The need for repeat PTCA or stenting may be more acceptable to patients than initial CABG, even though the latter may ultimately be required. Perhaps putting off CABG a few years will avoid the second CABG. The Hayes Inc online medical technology directory, sponsored by the insurance industry, gives an “A” rating to elective stent implantation and elective stent implantation using antiplatelet treatment. Thus, from a health insurance prospective, these procedures are becoming accepted standards of care in medical practice.

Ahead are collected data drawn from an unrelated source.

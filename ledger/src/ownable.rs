//! Single-owner access control for asset contracts.

use serde::{Deserialize, Serialize};
use village_types::Address;

use crate::context::CallContext;
use crate::error::CallError;
use crate::event::EventData;

#[derive(Clone, Debug, PartialEq, Eq, Serialize, Deserialize)]
pub struct OwnershipTransferred {
    pub previous_owner: Address,
    pub new_owner: Address,
}

impl EventData for OwnershipTransferred {
    const NAME: &'static str = "OwnershipTransferred";
}

/// The owner slot of an `Ownable` contract.
#[derive(Clone, Debug, Default, PartialEq, Eq)]
pub struct Ownable {
    owner: Address,
}

impl Ownable {
    pub fn new(owner: Address) -> Self {
        Self { owner }
    }

    pub fn owner(&self) -> Address {
        self.owner
    }

    /// Make the deployer the owner. Call from the constructor hook.
    pub fn initialize(&mut self, ctx: &mut CallContext<'_>) {
        let deployer = ctx.sender();
        self.set_owner(ctx, deployer);
    }

    pub fn only_owner(&self, caller: Address) -> Result<(), CallError> {
        if caller == self.owner {
            Ok(())
        } else {
            Err(CallError::NotOwner)
        }
    }

    pub fn transfer_ownership(
        &mut self,
        ctx: &mut CallContext<'_>,
        new_owner: Address,
    ) -> Result<(), CallError> {
        self.only_owner(ctx.sender())?;
        if new_owner.is_zero() {
            return Err(CallError::ZeroOwner);
        }
        self.set_owner(ctx, new_owner);
        Ok(())
    }

    fn set_owner(&mut self, ctx: &mut CallContext<'_>, new_owner: Address) {
        let previous_owner = std::mem::replace(&mut self.owner, new_owner);
        ctx.emit(&OwnershipTransferred {
            previous_owner,
            new_owner,
        });
    }
}

#[cfg(test)]
mod tests {
    use super::*;
    use crate::{codec, Contract, Ledger};
    use serde::{Deserialize, Serialize};
    use std::any::Any;
    use village_types::{Amount, Timestamp};

    #[derive(Clone, Default)]
    struct Vault {
        ownable: Ownable,
        setting: u64,
    }

    #[derive(Serialize, Deserialize)]
    enum VaultCall {
        Set(u64),
        TransferOwnership(Address),
    }

    impl Contract for Vault {
        fn name(&self) -> &'static str {
            "Vault"
        }

        fn deployed(&mut self, ctx: &mut CallContext<'_>) -> Result<(), CallError> {
            self.ownable.initialize(ctx);
            Ok(())
        }

        fn handle(&mut self, ctx: &mut CallContext<'_>, calldata: &[u8]) -> Result<Vec<u8>, CallError> {
            match codec::decode::<VaultCall>(calldata)? {
                VaultCall::Set(v) => {
                    self.ownable.only_owner(ctx.sender())?;
                    self.setting = v;
                }
                VaultCall::TransferOwnership(to) => self.ownable.transfer_ownership(ctx, to)?,
            }
            Ok(Vec::new())
        }

        fn clone_box(&self) -> Box<dyn Contract> {
            Box::new(self.clone())
        }

        fn as_any(&self) -> &dyn Any {
            self
        }
    }

    fn alice() -> Address {
        Address::new([0xa1; 20])
    }

    fn bob() -> Address {
        Address::new([0xb0; 20])
    }

    #[test]
    fn deployer_owns_and_can_hand_over() {
        let mut ledger = Ledger::new(Timestamp::new(0));
        let deployed = ledger.deploy(alice(), Vault::default()).unwrap();
        let vault = deployed.address;
        let first = deployed.receipt.event::<OwnershipTransferred>().unwrap();
        assert_eq!(first.previous_owner, Address::ZERO);
        assert_eq!(first.new_owner, alice());

        let set = codec::encode(&VaultCall::Set(5));
        assert!(matches!(
            ledger.transact(bob(), vault, Amount::ZERO, &set),
            Err(CallError::NotOwner)
        ));
        ledger.transact(alice(), vault, Amount::ZERO, &set).unwrap();

        let handover = codec::encode(&VaultCall::TransferOwnership(bob()));
        ledger.transact(alice(), vault, Amount::ZERO, &handover).unwrap();
        assert_eq!(ledger.contract::<Vault>(vault).unwrap().ownable.owner(), bob());
        assert!(ledger.transact(alice(), vault, Amount::ZERO, &set).is_err());
    }

    #[test]
    fn zero_owner_is_rejected() {
        let mut ledger = Ledger::new(Timestamp::new(0));
        let vault = ledger.deploy(alice(), Vault::default()).unwrap().address;
        let call = codec::encode(&VaultCall::TransferOwnership(Address::ZERO));
        assert!(matches!(
            ledger.transact(alice(), vault, Amount::ZERO, &call),
            Err(CallError::ZeroOwner)
        ));
    }
}
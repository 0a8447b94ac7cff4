//! Role capability table.
//!
//! Roles are modelled as a table of role id to holder set, not as types. The
//! admin role administers every role, including itself.

use std::collections::{BTreeMap, BTreeSet};

use serde::{Deserialize, Serialize};
use village_crypto::hash_text;
use village_ledger::EventData;
use village_types::{Address, RoleId};

/// The well-known roles.
#[derive(Clone, Copy, Debug, PartialEq, Eq, Serialize, Deserialize)]
pub enum Role {
    Admin,
    Proposer,
    Executor,
    Canceller,
}

impl Role {
    pub const ALL: [Role; 4] = [Role::Admin, Role::Proposer, Role::Executor, Role::Canceller];

    pub fn as_str(&self) -> &'static str {
        match self {
            Self::Admin => "TIMELOCK_ADMIN_ROLE",
            Self::Proposer => "PROPOSER_ROLE",
            Self::Executor => "EXECUTOR_ROLE",
            Self::Canceller => "CANCELLER_ROLE",
        }
    }

    /// Role id: the hash of the role name.
    pub fn id(&self) -> RoleId {
        hash_text(self.as_str())
    }

    pub fn from_id(id: &RoleId) -> Option<Role> {
        Self::ALL.into_iter().find(|r| r.id() == *id)
    }
}

#[derive(Clone, Debug, PartialEq, Eq, Serialize, Deserialize)]
pub struct RoleGranted {
    pub role: RoleId,
    pub account: Address,
    pub sender: Address,
}

impl EventData for RoleGranted {
    const NAME: &'static str = "RoleGranted";
}

#[derive(Clone, Debug, PartialEq, Eq, Serialize, Deserialize)]
pub struct RoleRevoked {
    pub role: RoleId,
    pub account: Address,
    pub sender: Address,
}

impl EventData for RoleRevoked {
    const NAME: &'static str = "RoleRevoked";
}

/// Role id to holders.
#[derive(Clone, Debug, Default, PartialEq, Eq)]
pub struct RoleTable {
    members: BTreeMap<RoleId, BTreeSet<Address>>,
}

impl RoleTable {
    pub fn new() -> Self {
        Self::default()
    }

    pub fn has_role(&self, role: &RoleId, account: &Address) -> bool {
        self.members
            .get(role)
            .is_some_and(|holders| holders.contains(account))
    }

    /// Returns `true` if the account did not already hold the role.
    pub fn grant(&mut self, role: RoleId, account: Address) -> bool {
        self.members.entry(role).or_default().insert(account)
    }

    /// Returns `true` if the account held the role.
    pub fn revoke(&mut self, role: &RoleId, account: &Address) -> bool {
        let Some(holders) = self.members.get_mut(role) else {
            return false;
        };
        let removed = holders.remove(account);
        if holders.is_empty() {
            self.members.remove(role);
        }
        removed
    }

    pub fn holders(&self, role: &RoleId) -> impl Iterator<Item = &Address> {
        self.members.get(role).into_iter().flatten()
    }

    /// The role whose holders may grant and revoke `role`.
    pub fn admin_of(&self, _role: &RoleId) -> RoleId {
        Role::Admin.id()
    }
}
//! Calldata, return data and event payload encoding.
//!
//! Contracts exchange bincode-encoded serde values: a call enum per contract
//! plays the role of the ABI function selector plus arguments.

use crate::error::CallError;
use serde::de::DeserializeOwned;
use serde::Serialize;

/// Encode a value as calldata / return data.
pub fn encode<T: Serialize>(value: &T) -> Vec<u8> {
    bincode::serialize(value).expect("in-memory values are always bincode-serializable")
}

/// Decode calldata / return data, failing with [`CallError::Decode`].
pub fn decode<T: DeserializeOwned>(bytes: &[u8]) -> Result<T, CallError> {
    bincode::deserialize(bytes).map_err(|e| CallError::Decode(e.to_string()))
}
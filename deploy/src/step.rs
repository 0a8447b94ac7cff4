//! The unit of a deployment plan.

use crate::env::DeployEnv;
use crate::DeployError;

/// One named, tagged deployment action.
///
/// Steps declare the steps they need; the graph orders them. A step whose
/// effect is already on the ledger reports `is_applied` and is skipped, so
/// running a plan twice is harmless.
pub trait DeployStep {
    fn name(&self) -> &'static str;

    fn tags(&self) -> &'static [&'static str];

    fn dependencies(&self) -> &'static [&'static str] {
        &[]
    }

    fn is_applied(&self, env: &DeployEnv) -> bool {
        env.deployments.contains(self.name())
    }

    fn apply(&self, env: &mut DeployEnv) -> Result<(), DeployError>;
}
//! village: entry point for running VillageSquare deployments.

use std::path::PathBuf;

use anyhow::Context;
use clap::{Parser, Subcommand};
use serde::Serialize;
use village_deploy::{DeployConfig, DeployEnv, DeployGraph, DeploymentRecord, RunReport};
use village_types::NetworkId;
use village_utils::LogFormat;

#[derive(Parser)]
#[command(name = "village", about = "VillageSquare DAO deployment tool")]
struct Cli {
    /// Network: "hardhat", "localhost", "mumbai" or "polygon".
    /// When a config file is provided, defaults to the file's network value.
    #[arg(long, global = true, env = "VILLAGE_NETWORK")]
    network: Option<NetworkId>,

    /// Path to a TOML configuration file. File settings are the base;
    /// CLI flags and env vars override them.
    #[arg(long, global = true)]
    config: Option<PathBuf>,

    /// Log level: "trace", "debug", "info", "warn", "error".
    #[arg(long, global = true, env = "VILLAGE_LOG_LEVEL")]
    log_level: Option<String>,

    /// Emit JSON logs and JSON output.
    #[arg(long, global = true)]
    json: bool,

    #[command(subcommand)]
    command: Command,
}

#[derive(Subcommand)]
enum Command {
    /// Run the deployment steps selected by tag.
    Deploy {
        /// Comma-separated tags, e.g. "villagesquare,setup".
        #[arg(long, value_delimiter = ',', default_value = "all")]
        tags: Vec<String>,
    },
    /// Print the ordered steps for the tags without running them.
    Plan {
        #[arg(long, value_delimiter = ',', default_value = "all")]
        tags: Vec<String>,
    },
    /// Print the effective configuration as TOML (secrets omitted).
    Config,
}

#[derive(Serialize)]
struct DeployOutput<'a> {
    network: NetworkId,
    report: &'a RunReport,
    deployments: Vec<&'a DeploymentRecord>,
}

fn load_config(cli: &Cli) -> anyhow::Result<DeployConfig> {
    let mut config = match &cli.config {
        Some(path) => DeployConfig::from_toml_file(path)
            .with_context(|| format!("loading config {}", path.display()))?,
        None => DeployConfig::default(),
    };
    config.apply_env().context("reading environment overrides")?;
    if let Some(network) = cli.network {
        config.network = network;
    }
    if let Some(level) = &cli.log_level {
        config.log_level = level.clone();
    }
    if cli.json {
        config.log_format = "json".to_string();
    }
    Ok(config)
}

fn main() -> anyhow::Result<()> {
    let cli = Cli::parse();
    let config = load_config(&cli)?;

    let format = if config.log_format == "json" {
        LogFormat::Json
    } else {
        LogFormat::Human
    };
    village_utils::init_logging(format, &config.log_level);

    let graph = DeployGraph::standard();
    match &cli.command {
        Command::Plan { tags } => {
            let tags: Vec<&str> = tags.iter().map(String::as_str).collect();
            let plan = graph.plan(&tags)?;
            if cli.json {
                println!("{}", serde_json::to_string_pretty(&plan)?);
            } else {
                for (i, step) in plan.iter().enumerate() {
                    println!("{:>2}. {step}", i + 1);
                }
            }
        }
        Command::Deploy { tags } => {
            let tags: Vec<&str> = tags.iter().map(String::as_str).collect();
            let network = config.network;
            let min_delay = config.min_delay;
            let mut env = DeployEnv::new(config)?;
            let report = graph.run(&mut env, &tags)?;
            tracing::info!(
                applied = report.applied.len(),
                skipped = report.skipped.len(),
                "deployment finished"
            );

            if cli.json {
                let output = DeployOutput {
                    network,
                    report: &report,
                    deployments: env.deployments.iter().collect(),
                };
                println!("{}", serde_json::to_string_pretty(&output)?);
            } else {
                println!("network: {network}");
                println!("timelock delay: {}", village_utils::format_duration(min_delay));
                for record in env.deployments.iter() {
                    println!("{:<16} {} (block {})", record.name, record.address, record.block);
                }
            }
        }
        Command::Config => print!("{}", config.to_toml_string()),
    }
    Ok(())
}
use thiserror::Error;
use village_ledger::CallError;
use village_types::{Address, OperationId, RoleId, Timestamp};

#[derive(Debug, Error)]
pub enum TimelockError {
    #[error("account {account} is missing role {role}")]
    Unauthorized { account: Address, role: RoleId },

    #[error("insufficient delay: {requested}s < minimum {minimum}s")]
    DelayTooShort { requested: u64, minimum: u64 },

    #[error("operation {0} is already scheduled")]
    OperationAlreadyScheduled(OperationId),

    #[error("operation batch is empty or malformed")]
    InvalidOperationLength,

    #[error("operation {0} was never scheduled")]
    UnknownOperation(OperationId),

    #[error("operation {id} is not ready: ready at {ready_at}, now {now}")]
    NotReady {
        id: OperationId,
        ready_at: Timestamp,
        now: Timestamp,
    },

    #[error("operation {0} has already been executed")]
    AlreadyExecuted(OperationId),

    #[error("predecessor operation {0} has not been executed")]
    PredecessorNotExecuted(OperationId),

    #[error("call {index} of the operation reverted: {source}")]
    OperationReverted {
        index: usize,
        #[source]
        source: CallError,
    },

    #[error("operation {0} cannot be cancelled")]
    NotCancellable(OperationId),

    #[error("caller must be the timelock itself")]
    OnlySelf,

    #[error("roles can only be renounced for self")]
    RenounceForOther,
}

impl From<TimelockError> for CallError {
    fn from(e: TimelockError) -> Self {
        CallError::revert(e)
    }
}
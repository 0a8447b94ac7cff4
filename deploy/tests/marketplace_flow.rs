//! Auction flow on the deployed marketplace.

mod common;

use common::fixture;
use village_assets::{AssetError, Fisch, FischCall, Marketplace, MarketplaceCall};
use village_types::Amount;

#[test]
fn auction_sells_to_highest_bidder() {
    let mut f = fixture();
    let (seller, alice, bob) = (f.deployer(), f.liquidator(), f.borrower());
    let (fisch, market) = (f.fisch, f.marketplace);
    let token_id = f.mint(seller);
    let operator = FischCall::SetApprovalForAll {
        operator: market,
        approved: true,
    };
    f.send(seller, fisch, Amount::ZERO, &operator.encode()).unwrap();

    let end_time = f.env.ledger.block().timestamp.plus_secs(86_400);
    let start = MarketplaceCall::StartAuction {
        token_id,
        end_time,
        reserve_price: Amount::ether(2),
    };
    f.send(seller, market, Amount::ZERO, &start.encode()).unwrap();

    let bid = MarketplaceCall::PlaceBid { token_id }.encode();
    f.send(alice, market, Amount::ether(2), &bid).unwrap();
    let err = f.send(bob, market, Amount::ether(2), &bid).unwrap_err();
    assert!(matches!(err.reason::<AssetError>(), Some(AssetError::BidTooLow { .. })));
    f.send(bob, market, Amount::ether(4), &bid).unwrap();

    f.env.ledger.move_time(86_400);
    f.send(seller, market, Amount::ZERO, &MarketplaceCall::ResultAuction { token_id }.encode())
        .unwrap();
    let seller_before = f.env.ledger.balance_of(seller);
    f.send(bob, market, Amount::ZERO, &MarketplaceCall::ConfirmAuction { token_id }.encode())
        .unwrap();

    let ledger = &f.env.ledger;
    assert_eq!(ledger.contract::<Fisch>(fisch).unwrap().owner_of(token_id).unwrap(), bob);
    assert_eq!(ledger.balance_of(seller), seller_before + Amount::ether(4));
    let auction = ledger.contract::<Marketplace>(market).unwrap().auction(token_id).unwrap().clone();
    assert!(auction.confirmed);
    assert_eq!(auction.winner, Some(bob));
}

#[test]
fn marketplace_stays_with_deployer() {
    let mut f = fixture();
    let (deployer, market) = (f.deployer(), f.marketplace);
    assert_eq!(f.env.ledger.contract::<Marketplace>(market).unwrap().owner(), deployer);
    let update = MarketplaceCall::SetMinimumBid {
        minimum_bid: Amount::ether(2),
    };
    f.send(deployer, market, Amount::ZERO, &update.encode()).unwrap();
    assert_eq!(f.env.ledger.contract::<Marketplace>(market).unwrap().minimum_bid(), Amount::ether(2));
}
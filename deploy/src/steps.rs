//! The VillageSquare deployment steps.

use tracing::info;
use village_assets::{Fisch, FischCall, Loan, LoanCall, Marketplace};
use village_governance::VillageSquare;
use village_ledger::Contract;
use village_timelock::{LockController, Role, TimelockCall};
use village_token::{CowriesToken, TokenCall};
use village_types::Address;

use crate::env::DeployEnv;
use crate::step::DeployStep;
use crate::DeployError;

pub const COWRIES_TOKEN: &str = "CowriesToken";
pub const LOCK_CONTROLLER: &str = "LockController";
pub const VILLAGE_SQUARE: &str = "VillageSquare";
pub const FISCH: &str = "Fisch";
pub const LOAN: &str = "Loan";
pub const MARKETPLACE: &str = "Marketplace";
pub const SETUP_ROLES: &str = "SetupRoles";

/// Whether the contract recorded as `name` is already owned by the lock
/// controller. A recorded contract still owned by the deployer is only half
/// deployed.
fn owned_by_timelock<C: Contract>(env: &DeployEnv, name: &str, owner: fn(&C) -> Address) -> bool {
    let (Ok(timelock), Ok(address)) = (env.address(LOCK_CONTROLLER), env.address(name)) else {
        return false;
    };
    env.ledger
        .contract::<C>(address)
        .is_ok_and(|contract| owner(contract) == timelock)
}

/// Every step of a full deployment, in registration order.
pub fn all_steps() -> Vec<Box<dyn DeployStep>> {
    vec![
        Box::new(TokenStep),
        Box::new(LockControllerStep),
        Box::new(GovernorStep),
        Box::new(FischStep),
        Box::new(LoanStep),
        Box::new(MarketplaceStep),
        Box::new(SetupRolesStep),
    ]
}

/// Governance token, then delegate the deployer's votes to itself so they
/// count from the next block.
pub struct TokenStep;

impl DeployStep for TokenStep {
    fn name(&self) -> &'static str {
        COWRIES_TOKEN
    }

    fn tags(&self) -> &'static [&'static str] {
        &["all", "villagesquare"]
    }

    fn apply(&self, env: &mut DeployEnv) -> Result<(), DeployError> {
        let supply = env.config.initial_supply_amount();
        let token = CowriesToken::new(env.config.token_name.clone(), env.config.token_symbol.clone(), supply);
        let args = vec![
            env.config.token_name.clone(),
            env.config.token_symbol.clone(),
            supply.to_string(),
        ];
        let address = env.deploy(COWRIES_TOKEN, token, args)?;

        let deployer = env.accounts.deployer;
        let delegate = TokenCall::Delegate { delegatee: deployer };
        env.send(COWRIES_TOKEN, address, &delegate.encode())?;
        let checkpoints = env
            .ledger
            .contract::<CowriesToken>(address)
            .map(|t| t.num_checkpoints(deployer))
            .unwrap_or(0);
        info!(delegatee = %deployer, checkpoints, "delegated");
        Ok(())
    }
}

/// Lock controller with the deployer as temporary admin and no proposers or
/// executors yet.
pub struct LockControllerStep;

impl DeployStep for LockControllerStep {
    fn name(&self) -> &'static str {
        LOCK_CONTROLLER
    }

    fn tags(&self) -> &'static [&'static str] {
        &["all", "villagesquare"]
    }

    fn apply(&self, env: &mut DeployEnv) -> Result<(), DeployError> {
        let deployer = env.accounts.deployer;
        let min_delay = env.config.min_delay;
        let args = vec![
            min_delay.to_string(),
            "[]".to_string(),
            "[]".to_string(),
            deployer.to_string(),
        ];
        env.deploy(
            LOCK_CONTROLLER,
            LockController::new(min_delay, vec![], vec![], Some(deployer)),
            args,
        )?;
        Ok(())
    }
}

pub struct GovernorStep;

impl DeployStep for GovernorStep {
    fn name(&self) -> &'static str {
        VILLAGE_SQUARE
    }

    fn tags(&self) -> &'static [&'static str] {
        &["all", "villagesquare"]
    }

    fn dependencies(&self) -> &'static [&'static str] {
        &[COWRIES_TOKEN, LOCK_CONTROLLER]
    }

    fn apply(&self, env: &mut DeployEnv) -> Result<(), DeployError> {
        let token = env.address(COWRIES_TOKEN)?;
        let timelock = env.address(LOCK_CONTROLLER)?;
        let settings = env.config.governor_settings();
        let args = vec![
            token.to_string(),
            timelock.to_string(),
            settings.quorum_percentage.to_string(),
            settings.voting_period.to_string(),
            settings.voting_delay.to_string(),
        ];
        env.deploy(VILLAGE_SQUARE, VillageSquare::new(token, timelock, settings), args)?;
        Ok(())
    }
}

/// Fisch NFT, handed to the lock controller so collateral approval goes
/// through governance.
pub struct FischStep;

impl DeployStep for FischStep {
    fn name(&self) -> &'static str {
        FISCH
    }

    fn tags(&self) -> &'static [&'static str] {
        &["all", "fisch"]
    }

    fn dependencies(&self) -> &'static [&'static str] {
        &[LOCK_CONTROLLER]
    }

    fn is_applied(&self, env: &DeployEnv) -> bool {
        owned_by_timelock(env, FISCH, Fisch::owner)
    }

    fn apply(&self, env: &mut DeployEnv) -> Result<(), DeployError> {
        let timelock = env.address(LOCK_CONTROLLER)?;
        let fisch = match env.address(FISCH) {
            Ok(existing) => existing,
            Err(_) => env.deploy(FISCH, Fisch::new(), vec![])?,
        };
        let handover = FischCall::TransferOwnership { new_owner: timelock };
        env.send(FISCH, fisch, &handover.encode())?;
        info!(contract = FISCH, owner = %timelock, "ownership transferred");
        Ok(())
    }
}

pub struct LoanStep;

impl DeployStep for LoanStep {
    fn name(&self) -> &'static str {
        LOAN
    }

    fn tags(&self) -> &'static [&'static str] {
        &["all", "loan"]
    }

    fn dependencies(&self) -> &'static [&'static str] {
        &[FISCH, LOCK_CONTROLLER]
    }

    fn is_applied(&self, env: &DeployEnv) -> bool {
        owned_by_timelock(env, LOAN, Loan::owner)
    }

    fn apply(&self, env: &mut DeployEnv) -> Result<(), DeployError> {
        let fisch = env.address(FISCH)?;
        let timelock = env.address(LOCK_CONTROLLER)?;
        let loan = match env.address(LOAN) {
            Ok(existing) => existing,
            Err(_) => env.deploy(LOAN, Loan::new(fisch), vec![fisch.to_string()])?,
        };
        let handover = LoanCall::TransferOwnership { new_owner: timelock };
        env.send(LOAN, loan, &handover.encode())?;
        info!(contract = LOAN, owner = %timelock, "ownership transferred");
        Ok(())
    }
}

pub struct MarketplaceStep;

impl DeployStep for MarketplaceStep {
    fn name(&self) -> &'static str {
        MARKETPLACE
    }

    fn tags(&self) -> &'static [&'static str] {
        &["all", "marketplace"]
    }

    fn dependencies(&self) -> &'static [&'static str] {
        &[FISCH]
    }

    fn apply(&self, env: &mut DeployEnv) -> Result<(), DeployError> {
        let fisch = env.address(FISCH)?;
        env.deploy(MARKETPLACE, Marketplace::new(fisch), vec![fisch.to_string()])?;
        Ok(())
    }
}

/// Make the governor the only proposer, open execution to anyone and drop
/// the deployer's admin role. Afterwards the lock controller answers to
/// governance alone.
pub struct SetupRolesStep;

impl SetupRolesStep {
    fn role_calls(governor: Address, deployer: Address) -> [TimelockCall; 3] {
        [
            TimelockCall::GrantRole {
                role: Role::Proposer.id(),
                account: governor,
            },
            TimelockCall::GrantRole {
                role: Role::Executor.id(),
                account: Address::ZERO,
            },
            TimelockCall::RevokeRole {
                role: Role::Admin.id(),
                account: deployer,
            },
        ]
    }
}

impl DeployStep for SetupRolesStep {
    fn name(&self) -> &'static str {
        SETUP_ROLES
    }

    fn tags(&self) -> &'static [&'static str] {
        &["all", "setup"]
    }

    fn dependencies(&self) -> &'static [&'static str] {
        &[LOCK_CONTROLLER, VILLAGE_SQUARE]
    }

    fn is_applied(&self, env: &DeployEnv) -> bool {
        let (Ok(timelock), Ok(governor)) = (env.address(LOCK_CONTROLLER), env.address(VILLAGE_SQUARE)) else {
            return false;
        };
        let Ok(controller) = env.ledger.contract::<LockController>(timelock) else {
            return false;
        };
        controller.has_role(&Role::Proposer.id(), &governor)
            && controller.has_role(&Role::Executor.id(), &Address::ZERO)
            && !controller.has_role(&Role::Admin.id(), &env.accounts.deployer)
    }

    fn apply(&self, env: &mut DeployEnv) -> Result<(), DeployError> {
        let timelock = env.address(LOCK_CONTROLLER)?;
        let governor = env.address(VILLAGE_SQUARE)?;
        info!("setting up lock controller roles");
        for call in Self::role_calls(governor, env.accounts.deployer) {
            env.send(SETUP_ROLES, timelock, &call.encode())?;
        }
        Ok(())
    }
}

The Perth report is unusual in reporting the time to repeat bypass in a large group of patients. Mean time to a repeat CABG in their patients was 8.1 years, ranging up to 16 years. We found at Marshfield (unpublished thoracic and cardiovascular surgery departmental database information) that the average time to second CABG was just over nine years the first time we looked at it. However, at 22 years into the CABG era the average time to second CABG was 11 years. We suggest that average time to repeat CABG is a moving target. We presume that this is the reason why Bradshaw uses a three year point to compare the effects of available baseline traits on incidence of reoperation.

Nonetheless, the risk of needing a repeat operation is a reality whether using CABG or PTCA with or without stent placement. For three vessel disease, multiple or diffuse lesions, left main coronary artery stenosis, and impaired left ventricular function, CABG which includes at least one ITA bypass remains the most common treatment at this time, the results of which still set a high standard.

New developments in bypass grafting and percutaneous interventions should increase the safety and tolerability of coronary revascularisation. But how long does the benefit last?